[Collected data]
++++++++++++++++++++

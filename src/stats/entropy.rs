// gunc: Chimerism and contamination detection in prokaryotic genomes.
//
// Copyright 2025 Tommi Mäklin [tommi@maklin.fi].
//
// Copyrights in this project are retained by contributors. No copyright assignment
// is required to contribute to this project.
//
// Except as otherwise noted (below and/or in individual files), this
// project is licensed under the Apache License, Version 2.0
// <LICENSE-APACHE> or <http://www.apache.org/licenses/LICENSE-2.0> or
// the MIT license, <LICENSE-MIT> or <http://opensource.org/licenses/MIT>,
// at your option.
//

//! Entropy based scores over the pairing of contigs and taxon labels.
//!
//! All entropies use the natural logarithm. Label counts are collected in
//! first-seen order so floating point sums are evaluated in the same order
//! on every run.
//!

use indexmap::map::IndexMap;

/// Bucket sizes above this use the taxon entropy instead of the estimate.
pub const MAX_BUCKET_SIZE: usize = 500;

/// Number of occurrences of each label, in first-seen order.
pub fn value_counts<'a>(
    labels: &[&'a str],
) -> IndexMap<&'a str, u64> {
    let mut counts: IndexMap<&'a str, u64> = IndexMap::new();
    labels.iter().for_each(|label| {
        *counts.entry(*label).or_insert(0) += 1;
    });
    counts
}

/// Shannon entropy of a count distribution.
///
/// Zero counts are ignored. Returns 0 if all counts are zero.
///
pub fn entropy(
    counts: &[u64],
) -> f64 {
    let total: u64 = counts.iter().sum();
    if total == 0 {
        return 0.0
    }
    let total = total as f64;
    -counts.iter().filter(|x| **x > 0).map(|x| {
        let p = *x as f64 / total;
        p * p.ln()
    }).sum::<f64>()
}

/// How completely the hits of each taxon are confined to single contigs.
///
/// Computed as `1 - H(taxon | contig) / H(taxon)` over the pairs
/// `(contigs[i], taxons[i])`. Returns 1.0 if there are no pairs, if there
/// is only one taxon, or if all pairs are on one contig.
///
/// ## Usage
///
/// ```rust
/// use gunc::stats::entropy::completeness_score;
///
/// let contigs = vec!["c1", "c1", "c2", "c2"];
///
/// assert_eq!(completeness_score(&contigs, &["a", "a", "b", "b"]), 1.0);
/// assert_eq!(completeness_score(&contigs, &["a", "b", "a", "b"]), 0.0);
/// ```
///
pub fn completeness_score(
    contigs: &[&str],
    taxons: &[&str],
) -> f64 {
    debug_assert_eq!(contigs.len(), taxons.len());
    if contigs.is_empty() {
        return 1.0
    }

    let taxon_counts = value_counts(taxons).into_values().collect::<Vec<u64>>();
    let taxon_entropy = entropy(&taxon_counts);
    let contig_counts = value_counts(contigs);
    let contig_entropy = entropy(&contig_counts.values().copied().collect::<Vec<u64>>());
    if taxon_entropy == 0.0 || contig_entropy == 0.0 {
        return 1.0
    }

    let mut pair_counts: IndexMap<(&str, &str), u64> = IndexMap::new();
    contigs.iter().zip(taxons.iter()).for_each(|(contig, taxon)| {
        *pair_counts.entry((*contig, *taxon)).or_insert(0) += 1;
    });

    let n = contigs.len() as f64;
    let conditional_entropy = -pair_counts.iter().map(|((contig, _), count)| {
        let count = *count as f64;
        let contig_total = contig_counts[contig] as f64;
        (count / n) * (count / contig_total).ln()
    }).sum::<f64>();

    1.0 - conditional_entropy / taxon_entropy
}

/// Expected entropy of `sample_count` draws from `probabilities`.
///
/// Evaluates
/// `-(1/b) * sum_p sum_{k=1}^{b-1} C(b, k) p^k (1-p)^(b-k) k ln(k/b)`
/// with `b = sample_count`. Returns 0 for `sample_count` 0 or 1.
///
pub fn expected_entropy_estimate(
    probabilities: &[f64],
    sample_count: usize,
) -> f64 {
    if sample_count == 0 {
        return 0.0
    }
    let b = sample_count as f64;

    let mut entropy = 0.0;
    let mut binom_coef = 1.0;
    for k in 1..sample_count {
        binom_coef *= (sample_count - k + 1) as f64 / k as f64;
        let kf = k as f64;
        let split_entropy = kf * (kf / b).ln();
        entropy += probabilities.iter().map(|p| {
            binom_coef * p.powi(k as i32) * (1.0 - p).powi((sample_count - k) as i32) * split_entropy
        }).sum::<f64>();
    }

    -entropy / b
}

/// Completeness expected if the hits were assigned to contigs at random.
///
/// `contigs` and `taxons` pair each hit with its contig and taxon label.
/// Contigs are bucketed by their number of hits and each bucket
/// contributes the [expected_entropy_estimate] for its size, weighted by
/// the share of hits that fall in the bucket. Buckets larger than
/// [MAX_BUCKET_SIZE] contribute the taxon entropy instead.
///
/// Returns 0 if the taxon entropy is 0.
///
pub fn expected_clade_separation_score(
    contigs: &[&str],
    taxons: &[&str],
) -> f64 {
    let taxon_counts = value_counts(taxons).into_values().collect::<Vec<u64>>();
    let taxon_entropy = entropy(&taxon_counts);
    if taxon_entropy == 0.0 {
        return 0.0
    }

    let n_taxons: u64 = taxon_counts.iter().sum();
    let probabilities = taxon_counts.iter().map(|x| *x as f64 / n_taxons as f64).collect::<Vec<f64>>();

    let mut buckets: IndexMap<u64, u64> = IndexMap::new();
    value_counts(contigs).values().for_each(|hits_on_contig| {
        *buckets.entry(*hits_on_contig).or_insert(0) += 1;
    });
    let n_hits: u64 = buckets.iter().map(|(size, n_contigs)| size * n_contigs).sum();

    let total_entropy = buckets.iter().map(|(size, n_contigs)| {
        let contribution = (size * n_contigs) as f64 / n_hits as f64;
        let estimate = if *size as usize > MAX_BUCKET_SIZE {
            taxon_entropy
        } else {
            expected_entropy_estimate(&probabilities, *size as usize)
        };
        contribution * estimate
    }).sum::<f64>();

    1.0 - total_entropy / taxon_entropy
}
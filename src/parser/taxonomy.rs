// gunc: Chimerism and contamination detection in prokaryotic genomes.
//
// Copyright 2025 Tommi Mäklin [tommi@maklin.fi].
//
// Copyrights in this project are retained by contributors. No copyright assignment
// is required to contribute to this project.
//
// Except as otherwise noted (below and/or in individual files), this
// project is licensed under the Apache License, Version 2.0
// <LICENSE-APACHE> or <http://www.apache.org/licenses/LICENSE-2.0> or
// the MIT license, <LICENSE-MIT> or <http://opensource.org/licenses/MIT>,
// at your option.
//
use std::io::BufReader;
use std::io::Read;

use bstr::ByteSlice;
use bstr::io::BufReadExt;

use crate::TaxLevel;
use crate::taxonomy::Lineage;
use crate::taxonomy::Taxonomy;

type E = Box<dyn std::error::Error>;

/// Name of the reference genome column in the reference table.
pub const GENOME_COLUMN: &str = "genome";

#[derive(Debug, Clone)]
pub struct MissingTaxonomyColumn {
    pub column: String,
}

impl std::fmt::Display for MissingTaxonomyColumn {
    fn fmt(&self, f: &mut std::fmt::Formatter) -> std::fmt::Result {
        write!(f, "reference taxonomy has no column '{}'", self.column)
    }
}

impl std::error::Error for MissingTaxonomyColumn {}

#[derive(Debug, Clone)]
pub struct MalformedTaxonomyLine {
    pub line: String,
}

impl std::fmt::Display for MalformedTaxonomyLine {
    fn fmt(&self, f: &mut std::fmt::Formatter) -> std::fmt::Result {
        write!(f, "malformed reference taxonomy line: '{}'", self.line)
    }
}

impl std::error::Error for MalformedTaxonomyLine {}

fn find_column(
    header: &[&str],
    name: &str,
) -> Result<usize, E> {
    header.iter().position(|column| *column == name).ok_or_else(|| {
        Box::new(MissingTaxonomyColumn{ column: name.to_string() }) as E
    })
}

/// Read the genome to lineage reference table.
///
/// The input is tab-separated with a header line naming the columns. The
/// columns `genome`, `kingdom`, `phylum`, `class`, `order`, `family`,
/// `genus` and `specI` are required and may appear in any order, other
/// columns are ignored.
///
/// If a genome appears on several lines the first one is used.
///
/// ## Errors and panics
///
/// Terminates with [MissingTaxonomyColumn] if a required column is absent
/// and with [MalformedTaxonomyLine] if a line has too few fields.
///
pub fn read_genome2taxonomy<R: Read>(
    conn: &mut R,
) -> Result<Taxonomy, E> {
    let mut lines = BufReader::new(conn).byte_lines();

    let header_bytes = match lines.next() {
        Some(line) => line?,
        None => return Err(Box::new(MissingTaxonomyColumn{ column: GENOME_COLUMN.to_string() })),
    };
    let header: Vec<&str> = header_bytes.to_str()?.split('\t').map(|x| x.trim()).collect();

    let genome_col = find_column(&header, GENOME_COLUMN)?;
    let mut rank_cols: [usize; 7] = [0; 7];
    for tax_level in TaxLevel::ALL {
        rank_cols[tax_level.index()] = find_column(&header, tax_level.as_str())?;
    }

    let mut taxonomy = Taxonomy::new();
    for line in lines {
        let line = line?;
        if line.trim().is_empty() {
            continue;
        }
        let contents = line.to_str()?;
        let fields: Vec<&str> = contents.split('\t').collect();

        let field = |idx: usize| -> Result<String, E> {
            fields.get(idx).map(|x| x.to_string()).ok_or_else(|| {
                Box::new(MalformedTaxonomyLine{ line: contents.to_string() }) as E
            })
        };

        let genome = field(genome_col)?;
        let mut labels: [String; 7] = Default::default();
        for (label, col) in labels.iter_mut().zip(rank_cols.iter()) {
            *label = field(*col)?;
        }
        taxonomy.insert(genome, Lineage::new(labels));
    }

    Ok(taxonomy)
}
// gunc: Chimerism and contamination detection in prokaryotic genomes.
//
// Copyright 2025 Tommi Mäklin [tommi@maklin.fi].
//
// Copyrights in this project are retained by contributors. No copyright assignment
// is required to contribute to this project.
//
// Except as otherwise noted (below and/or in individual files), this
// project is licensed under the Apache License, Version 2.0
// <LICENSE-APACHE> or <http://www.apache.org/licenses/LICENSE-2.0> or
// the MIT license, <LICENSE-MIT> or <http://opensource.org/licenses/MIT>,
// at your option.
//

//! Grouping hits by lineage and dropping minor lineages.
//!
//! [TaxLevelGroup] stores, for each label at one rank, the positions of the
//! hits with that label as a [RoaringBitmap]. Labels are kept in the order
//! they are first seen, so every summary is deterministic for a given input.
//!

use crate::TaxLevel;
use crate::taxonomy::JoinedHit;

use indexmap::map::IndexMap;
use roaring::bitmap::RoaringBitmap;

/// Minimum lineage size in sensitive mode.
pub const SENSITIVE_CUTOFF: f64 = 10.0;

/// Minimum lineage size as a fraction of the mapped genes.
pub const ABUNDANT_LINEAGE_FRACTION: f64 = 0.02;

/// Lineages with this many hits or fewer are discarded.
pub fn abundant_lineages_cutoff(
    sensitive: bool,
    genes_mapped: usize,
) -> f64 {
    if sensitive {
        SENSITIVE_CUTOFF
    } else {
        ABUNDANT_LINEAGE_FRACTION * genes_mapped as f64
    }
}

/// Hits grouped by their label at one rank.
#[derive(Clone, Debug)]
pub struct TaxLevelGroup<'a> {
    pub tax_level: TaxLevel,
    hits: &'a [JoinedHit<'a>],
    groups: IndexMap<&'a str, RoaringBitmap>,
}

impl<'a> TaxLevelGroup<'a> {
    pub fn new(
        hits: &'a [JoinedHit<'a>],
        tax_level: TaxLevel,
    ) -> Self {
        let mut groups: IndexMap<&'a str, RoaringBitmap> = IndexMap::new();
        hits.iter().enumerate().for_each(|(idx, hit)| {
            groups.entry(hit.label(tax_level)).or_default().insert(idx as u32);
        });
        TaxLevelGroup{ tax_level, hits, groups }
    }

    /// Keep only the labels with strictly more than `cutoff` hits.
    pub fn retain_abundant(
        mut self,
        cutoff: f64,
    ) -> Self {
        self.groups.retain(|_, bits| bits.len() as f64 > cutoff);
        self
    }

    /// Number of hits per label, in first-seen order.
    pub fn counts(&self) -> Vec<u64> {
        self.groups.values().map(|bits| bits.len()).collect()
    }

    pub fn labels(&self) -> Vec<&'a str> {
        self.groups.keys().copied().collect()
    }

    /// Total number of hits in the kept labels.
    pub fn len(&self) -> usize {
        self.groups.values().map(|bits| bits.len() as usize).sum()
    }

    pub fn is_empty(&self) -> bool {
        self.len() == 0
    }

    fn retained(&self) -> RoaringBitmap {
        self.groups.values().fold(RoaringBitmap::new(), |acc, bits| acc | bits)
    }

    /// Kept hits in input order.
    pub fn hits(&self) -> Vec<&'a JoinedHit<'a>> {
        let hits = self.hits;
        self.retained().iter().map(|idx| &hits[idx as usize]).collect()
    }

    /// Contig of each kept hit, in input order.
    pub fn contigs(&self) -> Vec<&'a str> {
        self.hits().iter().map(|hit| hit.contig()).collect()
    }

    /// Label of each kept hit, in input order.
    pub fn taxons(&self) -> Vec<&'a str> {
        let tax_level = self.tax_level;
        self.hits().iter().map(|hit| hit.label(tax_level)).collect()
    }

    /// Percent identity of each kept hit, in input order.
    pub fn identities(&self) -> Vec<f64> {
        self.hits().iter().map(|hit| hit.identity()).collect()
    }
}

++++++++++++++++++++

__WHAT TO PRODUCE__. List, from the entries above, every line in which the word "only" shows up.

__REPLY TO THE EXERCISE__.
/// is only one taxon, or if all pairs are on one contig.
    /// Keep only the labels with strictly more than `cutoff` hits.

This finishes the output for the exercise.